CS计算机代考程序代写 cuda GPU gui concurrency Microsoft PowerPoint – COMP528 HAL29 GPU threads, blocks, grids, barkla, cuda malloc, data transfers.pptx

Microsoft PowerPoint – COMP528 HAL29 GPU threads, blocks, grids, barkla, cuda malloc, data transfers.pptx

Dr Michael K Bane, G14, Computer Science, University of Liverpool
m.k. .uk https://cgi.csc.liv.ac.uk/~mkbane/COMP528

COMP528: Multi-core and
Multi-Processor Programming

29 – HAL

Why GPU?
• Doing the same thing, on a LOT of data

items: weak but specific cores

• As quickly as possible: concurrently

• Apply this concurrency
to numerical
processing

• Different ways to program:

– directives

– CUDA

– openCL

Terminology

• Host: the CPU (and its memory)
• maybe several cores
• at given time, each core could be doing something different

• Device: the GPU (and its memory)
• many cores
• designed to run 1000s of threads, lightweight switching
• threads run same code (“kernel”)
• the host code will call N copies of the kernel,

one running on each of N threads

• Threads
• lightweight
• will have unique identifier: helps with how to parallelise work of the kernel

• Threads and thread blocks are the main point to understand

• Each thread runs a copy of the kernel
• 1000s (potentially) of threads

=> 1000 copies of kernel
=> potentially 1000x speed-up
BUT they are “weak cores”
so each is less ‘speedy’ than a single CPU core

• the “potentially 1000x speed-up” refers to “using just 1 thread”
(which is a very, very bad idea)

Threads & Blocks

• but rather than think of threads, you need to think of
threadblocks (or just “blocks”)

• threads in a block
• can be synchronised
• have access to memory shared between themselves

• threadblock shared memory (faster)
• also have access to the GPU “global memory” (slower)

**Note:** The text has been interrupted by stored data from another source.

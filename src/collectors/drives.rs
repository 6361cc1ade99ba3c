//! Drive Status Collector
//!
//! Collects the status of every physical drive from the hardware inventory.
//!
//! # Metrics Produced
//! - `eseries_drive_status` - One-hot drive status (1 for the current status, 0 otherwise)
//!   - Labels: tray, slot, status
//! - `eseries_exporter_collect_error{collector="drives"}`
//! - `eseries_exporter_collector_duration_seconds{collector="drives"}`
//!
//! Drives are keyed by `(tray, slot)`. A drive whose key was already seen is skipped and
//! flags the collection as failed; the remaining drives are still reported.

use super::{CollectionContext, CollectionStatus, Collector};
use crate::error::{ExporterError, Result};
use crate::eseries::fetch_json;
use crate::eseries::types::HardwareInventory;
use crate::metrics::{gauge_vec, set_one_hot};
use prometheus::GaugeVec;
use std::collections::{HashMap, HashSet};
use std::time::Instant;
use tracing::{debug, error};

pub const NAME: &str = "drives";

/// Drive states reported by the proxy; `__UNDEFINED` is a real state, not a catch-all
pub const DRIVE_STATUSES: &[&str] = &[
    "optimal",
    "failed",
    "replaced",
    "bypassed",
    "unresponsive",
    "removed",
    "incompatible",
    "dataRelocation",
    "preFailCopy",
    "preFailCopyPending",
    "__UNDEFINED",
];

/// A drive resolved to its human tray id and slot
#[derive(Debug, Clone, PartialEq, Eq)]
pub struct DriveLocation {
    pub id: String,
    pub tray: String,
    pub slot: String,
    pub status: String,
}

/// Resolve every drive of `inventory` to `(tray, slot)`, dropping duplicates
///
/// Returns the unique locations in inventory order and one
/// [`ExporterError::DuplicateEntity`] per dropped drive. A drive whose tray reference
/// is not in the inventory gets an empty tray label.
pub fn locate_drives(inventory: &HardwareInventory) -> (Vec<DriveLocation>, Vec<ExporterError>) {
    let trays: HashMap<&str, i64> = inventory
        .trays
        .iter()
        .map(|t| (t.tray_ref.as_str(), t.tray_id))
        .collect();

    let mut seen = HashSet::new();
    let mut located = Vec::with_capacity(inventory.drives.len());
    let mut duplicates = Vec::new();

    for drive in &inventory.drives {
        let location = &drive.physical_location;
        let tray = trays
            .get(location.tray_ref.as_str())
            .map(|id| id.to_string())
            .unwrap_or_default();
        let slot = location.slot.to_string();

        if !seen.insert((tray.clone(), slot.clone())) {
            duplicates.push(ExporterError::DuplicateEntity { tray, slot });
            continue;
        }

        located.push(DriveLocation {
            id: drive.id.clone(),
            tray,
            slot,
            status: drive.status.clone(),
        });
    }

    (located, duplicates)
}

pub struct DrivesCollector {
    ctx: CollectionContext,
    status: GaugeVec,
}

impl DrivesCollector {
    pub fn new(ctx: CollectionContext) -> prometheus::Result<Self> {
        Ok(Self {
            ctx,
            status: gauge_vec("drive", "status", "Drive status", &["tray", "slot", "status"])?,
        })
    }

    pub fn build(ctx: &CollectionContext) -> prometheus::Result<Collector> {
        Ok(Collector::Drives(Self::new(ctx.clone())?))
    }

    pub fn metrics(&self) -> Vec<&GaugeVec> {
        vec![&self.status]
    }

    /// Collects drive status metrics
    ///
    /// Always emits the shared error and duration gauges; drive series are emitted for
    /// every uniquely located drive of a successfully decoded inventory.
    pub async fn collect(&self) -> CollectionStatus {
        debug!("Collecting drives metrics");
        let started = Instant::now();
        let mut failed = false;

        let inventory = match self.fetch().await {
            Ok(inventory) => inventory,
            Err(e) => {
                error!("Collection failed: {}", e);
                failed = true;
                HardwareInventory::default()
            }
        };

        let (drives, duplicates) = locate_drives(&inventory);
        for duplicate in &duplicates {
            error!("Duplicate drive entry detected, skipping: {}", duplicate);
            failed = true;
        }

        for drive in &drives {
            set_one_hot(
                &self.status,
                &[drive.tray.as_str(), drive.slot.as_str()],
                DRIVE_STATUSES,
                &drive.status,
            );
        }

        self.ctx.scrape.record(NAME, failed, started);
        if failed {
            CollectionStatus::Failed
        } else {
            CollectionStatus::Success
        }
    }

    async fn fetch(&self) -> Result<HardwareInventory> {
        let target = &self.ctx.target;
        let inventory: HardwareInventory =
            fetch_json(target, &target.system_path("/hardware-inventory")).await?;
        if inventory.drives.is_empty() {
            return Err(ExporterError::EmptyResult("no drives returned".to_string()));
        }
        Ok(inventory)
    }
}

• you define (at call to kernel – see later)
• #threads in a block
• #blocks

NVIDIA GPU Hierarchy
Hardware
• CUDA core

• where threads run and the work is performed
• traditionally lots of support for integer & single precision (float)
• increasingly more double precision (double) support AND half-int (for…?)


Streaming Multiprocessor (SM, (SMP))

• a number of CUDA cores

• the GPU
• a number of SMs

• “deviceQuery” (CUDA SDK|examples) -> gives details of actual GPU

Barkla – System Architecture

login1

login2

viz01

viz02

comp
sci

node001

node002

node003

node135

node136

himem01

himem02

gpu01

gpu02

gpu03

phi01

phi02

phi03

phi04

srun

sbatch

User can “ssh” in to either login or interactive viz node. If doing any GUI or debug runs then use one of the interactive viz nodes.
To do compute work (on CPU nodes, CPU nodes with extra RAM, nodes with batch GPUs, or the Xeon Phi nodes) you have to
use the “SLURM” batch system, typically “sbatch” for batch jobs and “srun” for interactive runs on the compute nodes

login nodes compute nodes (accessible via batch system)

Note that from outside of Barkla, the login
nodes are “barkla4.liv.ac.uk” and

“barkla5.liv.ac.uk”, and the interactive gpu
nodes are “barkla6.liv.ac.uk” and

“barkla7.liv.ac.uk”

COMP328/COMP538 (c) mkbane, university of liverpool

Barkla – System Architecture

login1

login2

viz01

viz02

comp
sci

node001

node002

node003

node135

node136

himem01

himem02

gpu01

gpu02

gpu03

phi01

phi02

phi03

phi04

srun

sbatch

User can “ssh” in to either login or interactive viz node. If doing any GUI or debug runs then use one of the interactive viz nodes.
To do compute work (on CPU nodes, CPU nodes with extra RAM, nodes with batch GPUs, or the Xeon Phi nodes) you have to
use the “SLURM” batch system, typically “sbatch” for batch jobs and “srun” for interactive runs on the compute nodes

login nodes compute nodes (accessible via batch system)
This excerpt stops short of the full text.